Rhett Lockyear

Personal information
- Full name: Rhett John Gaven Lockyear
- Born: 28 February 1983 (age 43) Mudgee, New South Wales, Australia
- Height: 1.82 m (6 ft 0 in)
- Batting: Right-handed
- Bowling: Right-arm medium
- Role: Batsman

Domestic team information
- 2004/05–2011/12: Tasmania
- 2011/12: Hobart Hurricanes
- 2012/13: Sydney Thunder
- FC debut: 29 November 2004 Tasmania v Queensland
- Last FC: 10 March 2010 Tasmania v Victoria
- LA debut: 25 January 2006 Tasmania v New South Wales
- Last LA: 22 December 2010 Tasmania v Western Australia

Career statistics
| Competition | FC | LA | T20 |
| Matches | 15 | 21 | 23 |
| Runs scored | 570 | 412 | 415 |
| Batting average | 19.00 | 24.23 | 18.04 |
| 100s/50s | 0/3 | 1/1 | 0/3 |
| Top score | 85 | 111 | 64 |
| Balls bowled | 126 | 12 | 60 |
| Wickets | 3 | 0 | 2 |
| Bowling average | 20/66 | – | 15.00 |
| 5 wickets in innings | 0 | – | 0 |
| 10 wickets in match | 0 | – | 0 |
| Best bowling | 1/1 | – | 2/20 |
| Catches/stumpings | 6/– | 13/– | 5/– |
- Source: Cricinfo, 5 July 2011

= Rhett Lockyear =

Australian cricketer (born 1983)

Rhett John Gaven Lockyear (born 28 February 1983) is an Australian former professional cricket player, who played for the Sydney Thunder and the Tasmanian Tigers. He plays club cricket for Tasmania University Cricket Club.

Rhett is a right-handed middle order batsman who has recurentely been performing consistently for club side University. He has had limited opportunities to establish himself in the Tiger's line-up.

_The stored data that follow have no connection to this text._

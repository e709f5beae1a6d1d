//! Cubes (products of literals) over up to 64 variables.

use std::collections::HashMap;

/// A product term. Bit `i` of `care` is set when variable `i` appears;
/// the same bit of `value` is its polarity.
#[derive(Debug, Clone, Copy, PartialEq, Eq, Hash, PartialOrd, Ord)]
pub struct Cube {
    pub care: u64,
    pub value: u64,
}

impl Cube {
    /// The empty product, true everywhere.
    pub const UNIVERSE: Cube = Cube { care: 0, value: 0 };

    pub fn literal(var: usize, positive: bool) -> Self {
        let bit = 1u64 << var;
        Cube {
            care: bit,
            value: if positive { bit } else { 0 },
        }
    }

    pub fn minterm(value: u64, full: u64) -> Self {
        Cube { care: full, value }
    }

    pub fn literals(&self) -> u32 {
        self.care.count_ones()
    }

    /// Whether every point of `other` lies in `self`.
    pub fn covers(&self, other: &Cube) -> bool {
        self.care & other.care == self.care && other.value & self.care == self.value
    }

    pub fn contains_minterm(&self, minterm: u64) -> bool {
        minterm & self.care == self.value
    }

    pub fn intersect(&self, other: &Cube) -> Option<Cube> {
        if self.care & other.care & (self.value ^ other.value) != 0 {
            return None;
        }
        Some(Cube {
            care: self.care | other.care,
            value: self.value | other.value,
        })
    }

    /// Drop the variables in `bits`.
    pub fn without(&self, bits: u64) -> Cube {
        Cube {
            care: self.care & !bits,
            value: self.value & !bits,
        }
    }

    /// Literals as (variable, positive) pairs in variable order.
    pub fn literal_list(&self) -> Vec<(usize, bool)> {
        let mut out = Vec::with_capacity(self.literals() as usize);
        let mut bits = self.care;
        while bits != 0 {
            let var = bits.trailing_zeros() as usize;
            out.push((var, (self.value >> var) & 1 == 1));
            bits &= bits - 1;
        }
        out
    }
}

/// Remove duplicate cubes and cubes covered by another cube.
pub fn absorb(mut cubes: Vec<Cube>) -> Vec<Cube> {
    cubes.sort_by_key(|c| (c.literals(), *c));
    cubes.dedup();
    let mut kept: Vec<Cube> = Vec::with_capacity(cubes.len());
    for cube in cubes {
        if !kept.iter().any(|k| k.covers(&cube)) {
            kept.push(cube);
        }
    }
    kept
}

/// Restrict a cover to the subspace of `by`.
pub fn cofactor(cubes: &[Cube], by: Cube) -> Vec<Cube> {
    cubes
        .iter()
        .filter(|c| c.care & by.care & (c.value ^ by.value) == 0)
        .map(|c| c.without(by.care))
        .collect()
}

/// Unate-recursive tautology check.
pub fn is_tautology(cubes: &[Cube]) -> bool {
    if cubes.iter().any(|c| c.care == 0) {
        return true;
    }
    if cubes.is_empty() {
        return false;
    }

    let mut positive = 0u64;
    let mut negative = 0u64;
    for c in cubes {
        positive |= c.care & c.value;
        negative |= c.care & !c.value;
    }
    let binate = positive & negative;
    // A unate cover is a tautology only if it holds the universe.
    if binate == 0 {
        return false;
    }

    let bit = most_frequent(binate, cubes);
    is_tautology(&cofactor(cubes, Cube { care: bit, value: bit }))
        && is_tautology(&cofactor(cubes, Cube { care: bit, value: 0 }))
}

/// Whether `cube` is implied by the cover.
pub fn cover_contains(cubes: &[Cube], cube: Cube) -> bool {
    is_tautology(&cofactor(cubes, cube))
}

fn most_frequent(bits: u64, cubes: &[Cube]) -> u64 {
    let mut counts: HashMap<u64, usize> = HashMap::new();
    for c in cubes {
        let mut remaining = c.care & bits;
        while remaining != 0 {
            let bit = remaining & remaining.wrapping_neg();
            *counts.entry(bit).or_default() += 1;
            remaining &= remaining - 1;
        }
    }
    counts
        .into_iter()
        .max_by(|a, b| a.1.cmp(&b.1).then(b.0.cmp(&a.0)))
        .map(|(bit, _)| bit)
        .unwrap_or(bits & bits.wrapping_neg())
}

On 18–20 November 2007, he assisted the Australian national side as a 12th man during the Hobart Test against Sri Lanka. In the first innings, he was involved in the run out of Farveez Maharoof and caught Michael Vandort off the bowling of Mitchell Johnson. In the second innings he was involved in the run out of Dilhara Fernando.

In October 2011 he was a member of the Australian squad at the 2011 Hong Kong International Cricket Sixes tournament. In the opening game against Ireland, he captained the team and retired not out on 31 runs.